Thursday, August 7, 2008

Not the right answer

Greg Mankiw comments on Obama's plan for a "Windfall Profits Tax" on oil companies. He says that it's not really a Pigouvian tax:
"...a windfall profits tax on domestic companies discourages domestic production, but has it has no effect on domestic consumption. By contrast, a Pigovian tax at the gas pump reduces domestic consumption but has no effect on domestic production."
He also notes that since this tax will only apply to domestic oil companies (the US government does not have authority to directly tax Saudi Aramco or Russia's Gasprom), it will only serve to push consumers away from domestic oil and towards foreign oil imports. Think of it as a negative-tariff that will increase consumption of foreign oil.

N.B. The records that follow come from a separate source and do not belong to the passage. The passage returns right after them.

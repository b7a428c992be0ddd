// SPDX-License-Identifier: MIT OR Apache-2.0

//! Traits that are only needed when implementing a new layer type.
//!
//! Users composing or inspecting packets normally only interact with the
//! traits in [`super::traits`]; everything here is plumbing shared between
//! the owned layer types and their `*Ref` views.

use core::any;

use crate::error::ValidationError;

use super::traits::Validate;

/// An identifier unique to a protocol layer.
///
/// A layer's owned type and its `*Ref` view report the same `LayerId`, so
/// the identifier can be used to match layers across the two
/// representations.
pub type LayerId = any::TypeId;

/// An extension to [`any::Any`]; adds methods for retrieving a `dyn Any`
/// reference or mutable reference.
pub trait AsAny: any::Any {
    /// Return a `dyn Any` reference to `self`.
    fn as_any(&self) -> &dyn any::Any;

    /// Return a mutable `dyn Any` reference to `self`.
    fn as_any_mut(&mut self) -> &mut dyn any::Any;
}

impl<T: any::Any> AsAny for T {
    #[inline]
    fn as_any(&self) -> &dyn any::Any {
        self
    }

    #[inline]
    fn as_any_mut(&mut self) -> &mut dyn any::Any {
        self
    }
}

/// Allows the name of a protocol layer to be retrieved as a string.
///
/// For `*Ref` types, this returns the name of the layer without 'Ref'
/// appended (i.e. the same as their associated owned type).
pub trait LayerName {
    /// The name of the layer.
    fn name() -> &'static str;
}

/// Assigns a unique identifier to the layer.
///
/// Each protocol layer has the same [`LayerId`] across its owned and `Ref`
/// types: if there were a protocol layer called `Example`, then
/// `Example::layer_id() == ExampleRef::layer_id()`.
pub trait LayerIdentifier: Sized {
    /// A unique identifier for the layer type.
    fn layer_id() -> LayerId;
}

/// Locates the byte index of a sublayer within a serialized layer.
pub trait LayerOffset {
    /// Gets the index of the first byte of the layer specified by
    /// `layer_type`, if such a layer exists within the payload bytes.
    /// This will not check the current layer against `layer_type`.
    fn payload_byte_index_default(bytes: &[u8], layer_type: LayerId) -> Option<usize>;
}

/// Implements the identity and conversion glue shared by every layer
/// pair: names, layer ids, `Validate` delegation from the owned type to
/// its view, slice extraction, and `From<Ref>` extraction into the owned
/// type. Expects the view struct to hold its slice in a field named
/// `data` and an existing `ToLayer` impl on the view.
macro_rules! layer_identity {
    ($owned:ident, $ref_ty:ident, $name:literal) => {
        impl $crate::layers::dev_traits::LayerName for $owned {
            #[inline]
            fn name() -> &'static str {
                $name
            }
        }

        impl $crate::layers::dev_traits::LayerIdentifier for $owned {
            #[inline]
            fn layer_id() -> $crate::layers::dev_traits::LayerId {
                core::any::TypeId::of::<$owned>()
            }
        }

        impl $crate::layers::dev_traits::LayerName for $ref_ty<'_> {
            #[inline]
            fn name() -> &'static str {
                $name
            }
        }

        impl $crate::layers::dev_traits::LayerIdentifier for $ref_ty<'_> {
            #[inline]
            fn layer_id() -> $crate::layers::dev_traits::LayerId {
                <$owned as $crate::layers::dev_traits::LayerIdentifier>::layer_id()
            }
        }

        impl<'a> From<$ref_ty<'a>> for &'a [u8] {
            #[inline]
            fn from(value: $ref_ty<'a>) -> Self {
                value.data
            }
        }

        impl $crate::layers::traits::Validate for $owned {
            #[inline]
            fn validate_current_layer(
                curr_layer: &[u8],
            ) -> Result<(), $crate::error::ValidationError> {
                <$ref_ty as $crate::layers::traits::Validate>::validate_current_layer(curr_layer)
            }

            #[inline]
            fn validate_payload_default(
                curr_layer: &[u8],
            ) -> Result<(), $crate::error::ValidationError> {
                <$ref_ty as $crate::layers::traits::Validate>::validate_payload_default(curr_layer)
            }
        }

        impl<'a> $crate::layers::traits::LayerRef<'a> for $ref_ty<'a> {}

        impl From<$ref_ty<'_>> for $owned {
            #[inline]
            fn from(value: $ref_ty<'_>) -> Self {
                $crate::layers::traits::ToLayer::to_layer(&value)
            }
        }
    };
}

pub(crate) use layer_identity;

/// A trait for converting a byte slice into an owned layer type without
/// setting a payload, even if one exists.
pub trait FromBytesCurrent: Sized + Validate {
    /// Attempts to create a new layer from the given bytes without setting
    /// a payload for the layer, even if one exists.
    fn from_bytes_current_layer(bytes: &[u8]) -> Result<Self, ValidationError> {
        Self::validate_current_layer(bytes)?;
        Ok(Self::from_bytes_current_layer_unchecked(bytes))
    }

    /// Creates a new layer from the given bytes without setting a payload
    /// for the layer, even if one exists.
    fn from_bytes_current_layer_unchecked(bytes: &[u8]) -> Self;

    /// Sets the given layer's payload to the appropriate layer type, if
    /// such a payload exists. In this context, `bytes` is the serialized
    /// representation of the current layer as well as its payload.
    fn payload_from_bytes_unchecked_default(&mut self, bytes: &[u8]);
}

Obama's proposal also includes a $1,000 tax rebate to help consumers pay for gasoline. It's a very strange plan. The problem: high gas prices. The solution: tax domestic producers (which will cut the supply) and give a tax rebate to consumers (which will increase demand). Doesn't sound like it will work, does it? Of course it's not just Obama. McCain has come up with plenty of his own bad ideas to solve the energy crisis.

Energy politics are far from rational, but the current political debate highlights American policymakers' unwillingness to admit that the US can't directly control the price of oil. But maybe that's a good thing. If US politicians could determine the price of oil, gas would cost $0.50 per gallon, Americans would drive even more than they do, and we'd be that much closer to beach-resorts in Greenland.